→ **EXERCISE DIRECTIONS**: Some lines of these records may hold the word "that"; state how many, using only the number.

:: RECORDS TO PROCESS

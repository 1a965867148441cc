pub mod runner;

pub use runner::MotionRunner;

use std::cell::RefCell;
use glam::Vec3;
use overtime::{EntityId, MotionCategory, MotionId, SchedulerConfig};
use wasm_bindgen::prelude::*;

thread_local! {
    static RUNNER: RefCell<Option<MotionRunner>> = RefCell::new(None);
}

fn with_runner<R>(f: impl FnOnce(&mut MotionRunner) -> R) -> R {
    RUNNER.with(|cell| {
        let mut borrow = cell.borrow_mut();
        let runner = borrow
            .as_mut()
            .expect("Motion runner not initialized. Call overtime_init() first.");
        f(runner)
    })
}

// Ids cross the boundary as f64 to stay plain JS numbers.
fn motion_id(id: MotionId) -> f64 {
    id.0 as f64
}

fn from_js_id(id: f64) -> MotionId {
    MotionId(id as u64)
}

/// Create the runner. `config_json` may be empty for defaults.
#[wasm_bindgen]
pub fn overtime_init(config_json: &str) {
    console_error_panic_hook::set_once();
    let _ = console_log::init_with_level(log::Level::Info);

    let config = if config_json.trim().is_empty() {
        SchedulerConfig::default()
    } else {
        SchedulerConfig::from_json(config_json).unwrap_or_else(|err| {
            log::error!("invalid motion config ({}); using defaults", err);
            SchedulerConfig::default()
        })
    };

    RUNNER.with(|cell| {
        *cell.borrow_mut() = Some(MotionRunner::new(config));
    });
    log::info!("overtime: initialized");
}

/// Subscribe to frames. Only the first caller gets `true` and should drive
/// `overtime_frame` from its requestAnimationFrame loop.
#[wasm_bindgen]
pub fn overtime_attach() -> bool {
    with_runner(|r| r.attach())
}

#[wasm_bindgen]
pub fn overtime_frame(dt: f32) -> u32 {
    with_runner(|r| r.frame(dt) as u32)
}

/// Ids of motions that completed during the last frame. Clears the buffer.
#[wasm_bindgen]
pub fn overtime_drain_completed() -> Vec<f64> {
    with_runner(|r| r.drain_completed().into_iter().map(motion_id).collect())
}

// ---- Entities ----

#[wasm_bindgen]
pub fn overtime_spawn(x: f32, y: f32, z: f32) -> u32 {
    with_runner(|r| r.spawn(Vec3::new(x, y, z)).0)
}

#[wasm_bindgen]
pub fn overtime_despawn(entity: u32) -> bool {
    with_runner(|r| r.despawn(EntityId(entity)))
}

// ---- Motions ----

#[wasm_bindgen]
pub fn overtime_scale_to(entity: u32, x: f32, y: f32, z: f32, duration_ms: f64) -> f64 {
    with_runner(|r| motion_id(r.scale_to(EntityId(entity), Vec3::new(x, y, z), duration_ms)))
}

#[wasm_bindgen]
pub fn overtime_move_to(entity: u32, x: f32, y: f32, z: f32, duration_ms: f64) -> f64 {
    with_runner(|r| motion_id(r.move_to(EntityId(entity), Vec3::new(x, y, z), duration_ms)))
}

/// Returns 0 (never a valid id) if the quaternion cannot be normalized.
#[wasm_bindgen]
pub fn overtime_rotate_to(entity: u32, x: f32, y: f32, z: f32, w: f32, duration_ms: f64) -> f64 {
    with_runner(|r| {
        r.rotate_to_xyzw(EntityId(entity), [x, y, z, w], duration_ms)
            .map_or(0.0, motion_id)
    })
}

#[wasm_bindgen]
pub fn overtime_cancel_scale(id: f64) -> bool {
    with_runner(|r| r.cancel(from_js_id(id), MotionCategory::Scale))
}

#[wasm_bindgen]
pub fn overtime_cancel_move(id: f64) -> bool {
    with_runner(|r| r.cancel(from_js_id(id), MotionCategory::Move))
}

#[wasm_bindgen]
pub fn overtime_cancel_rotate(id: f64) -> bool {
    with_runner(|r| r.cancel(from_js_id(id), MotionCategory::Rotate))
}

#[wasm_bindgen]
pub fn overtime_cancel_scale_owner(entity: u32) -> bool {
    with_runner(|r| r.cancel(EntityId(entity), MotionCategory::Scale))
}

#[wasm_bindgen]
pub fn overtime_cancel_move_owner(entity: u32) -> bool {
    with_runner(|r| r.cancel(EntityId(entity), MotionCategory::Move))
}

#[wasm_bindgen]
pub fn overtime_cancel_rotate_owner(entity: u32) -> bool {
    with_runner(|r| r.cancel(EntityId(entity), MotionCategory::Rotate))
}

// ---- Transform accessors ----

#[wasm_bindgen]
pub fn overtime_position_x(entity: u32) -> f32 {
    with_runner(|r| r.position(EntityId(entity)).x)
}

#[wasm_bindgen]
pub fn overtime_position_y(entity: u32) -> f32 {
    with_runner(|r| r.position(EntityId(entity)).y)
}

#[wasm_bindgen]
pub fn overtime_position_z(entity: u32) -> f32 {
    with_runner(|r| r.position(EntityId(entity)).z)
}

/// Scale as a flat [x, y, z] array.
#[wasm_bindgen]
pub fn overtime_scale(entity: u32) -> Vec<f32> {
    with_runner(|r| r.scale(EntityId(entity)).to_array().to_vec())
}

/// Rotation as a flat [x, y, z, w] array.
#[wasm_bindgen]
pub fn overtime_rotation(entity: u32) -> Vec<f32> {
    with_runner(|r| r.rotation(EntityId(entity)).to_array().to_vec())
}

#[wasm_bindgen]
pub fn overtime_active_count() -> u32 {
    with_runner(|r| r.active_count())
}
use glam::{Quat, Vec3, Vec4};
use overtime::{
    CancelTarget, ClockMode, Entity, EntityId, MotionCategory, MotionClock, MotionId,
    MotionScheduler, Scene, SchedulerConfig,
};

#[cfg(target_arch = "wasm32")]
fn host_now_ms() -> f64 {
    js_sys::Date::now()
}

#[cfg(not(target_arch = "wasm32"))]
fn host_now_ms() -> f64 {
    overtime::core::time::system_now_ms()
}

/// Hosts one scene and one motion scheduler for the browser frame loop.
///
/// The lib exports free functions over a `thread_local!` MotionRunner,
/// because wasm-bindgen cannot export generic state directly.
/// Only the first `attach()` subscribes to frames; later attaches are no-ops
/// so the scheduler is swept once per frame no matter how many hosts exist.
pub struct MotionRunner {
    scene: Scene,
    motion: MotionScheduler,
    config: SchedulerConfig,
    subscribed: bool,
    next_entity: u32,
    /// Ids of motions that completed during the last frame.
    completed: Vec<MotionId>,
}

impl MotionRunner {
    pub fn new(config: SchedulerConfig) -> Self {
        let clock = match config.clock {
            ClockMode::Wall => MotionClock::wall_with(host_now_ms),
            ClockMode::Frame => MotionClock::new(ClockMode::Frame),
        };

        Self {
            scene: Scene::with_capacity(config.scene_capacity),
            motion: MotionScheduler::with_clock(clock, &config),
            config,
            subscribed: false,
            next_entity: 1,
            completed: Vec::new(),
        }
    }

    /// Subscribe to the host frame signal. Returns true only for the first
    /// call; the caller that gets `true` is the one that drives `frame()`.
    pub fn attach(&mut self) -> bool {
        if self.subscribed {
            log::debug!("motion runner already attached; ignoring");
            return false;
        }
        self.subscribed = true;
        log::info!("motion runner attached ({:?} clock)", self.config.clock);
        true
    }

    pub fn is_attached(&self) -> bool {
        self.subscribed
    }

    /// Run one frame. Does nothing until attached.
    /// Returns the number of motions that completed.
    pub fn frame(&mut self, dt: f32) -> usize {
        if !self.subscribed {
            return 0;
        }
        let count = self.motion.tick(dt, &mut self.scene);

        // Only the latest frame's completions are kept.
        self.completed.clear();
        self.completed.extend(self.motion.drain_completed());
        count
    }

    /// Motions that completed during the last frame.
    pub fn completed(&self) -> &[MotionId] {
        &self.completed
    }

    /// Take the last frame's completions, leaving the buffer empty.
    pub fn drain_completed(&mut self) -> Vec<MotionId> {
        std::mem::take(&mut self.completed)
    }

    // ---- Entities ----

    /// Spawn an entity at `pos`. Returns its id.
    pub fn spawn(&mut self, pos: Vec3) -> EntityId {
        let id = EntityId(self.next_entity);
        self.next_entity += 1;
        self.scene.spawn(Entity::new(id).with_pos(pos));
        id
    }

    /// Despawn an entity and drop its motions.
    pub fn despawn(&mut self, id: EntityId) -> bool {
        self.motion.remove_owner(id);
        self.scene.despawn(id).is_some()
    }

    pub fn scene(&self) -> &Scene {
        &self.scene
    }

    pub fn motion(&self) -> &MotionScheduler {
        &self.motion
    }

    // ---- Motions ----

    pub fn scale_to(&mut self, id: EntityId, scale: Vec3, duration_ms: f64) -> MotionId {
        self.motion.scale_to(&self.scene, id, scale, duration_ms)
    }

    pub fn move_to(&mut self, id: EntityId, pos: Vec3, duration_ms: f64) -> MotionId {
        self.motion.move_to(&self.scene, id, pos, duration_ms)
    }

    pub fn rotate_to(&mut self, id: EntityId, rotation: Quat, duration_ms: f64) -> MotionId {
        self.motion.rotate_to(&self.scene, id, rotation, duration_ms)
    }

    /// Rotate to a raw `[x, y, z, w]` quaternion from JS.
    /// Zero-length or non-finite input is rejected and nothing starts.
    pub fn rotate_to_xyzw(
        &mut self,
        id: EntityId,
        xyzw: [f32; 4],
        duration_ms: f64,
    ) -> Option<MotionId> {
        match Vec4::from_array(xyzw).try_normalize() {
            Some(v) => Some(self.rotate_to(id, Quat::from_vec4(v), duration_ms)),
            None => {
                log::warn!("ignoring invalid rotation {:?} for {:?}", xyzw, id);
                None
            }
        }
    }

    pub fn cancel(&mut self, target: impl Into<CancelTarget>, category: MotionCategory) -> bool {
        self.motion.cancel(target, category)
    }

    // ---- Accessors (read by TypeScript via wasm_bindgen exports) ----

    pub fn position(&self, id: EntityId) -> Vec3 {
        self.scene.get(id).map(|e| e.pos).unwrap_or(Vec3::ZERO)
    }

    pub fn scale(&self, id: EntityId) -> Vec3 {
        self.scene.get(id).map(|e| e.scale).unwrap_or(Vec3::ZERO)
    }

    pub fn rotation(&self, id: EntityId) -> Quat {
        self.scene.get(id).map(|e| e.rotation).unwrap_or(Quat::IDENTITY)
    }

    pub fn active_count(&self) -> u32 {
        self.motion.len() as u32
    }
}

impl Default for MotionRunner {
    fn default() -> Self {
        Self::new(SchedulerConfig::default())
    }
}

::::

→ **EXPECTED OUTPUT**: 5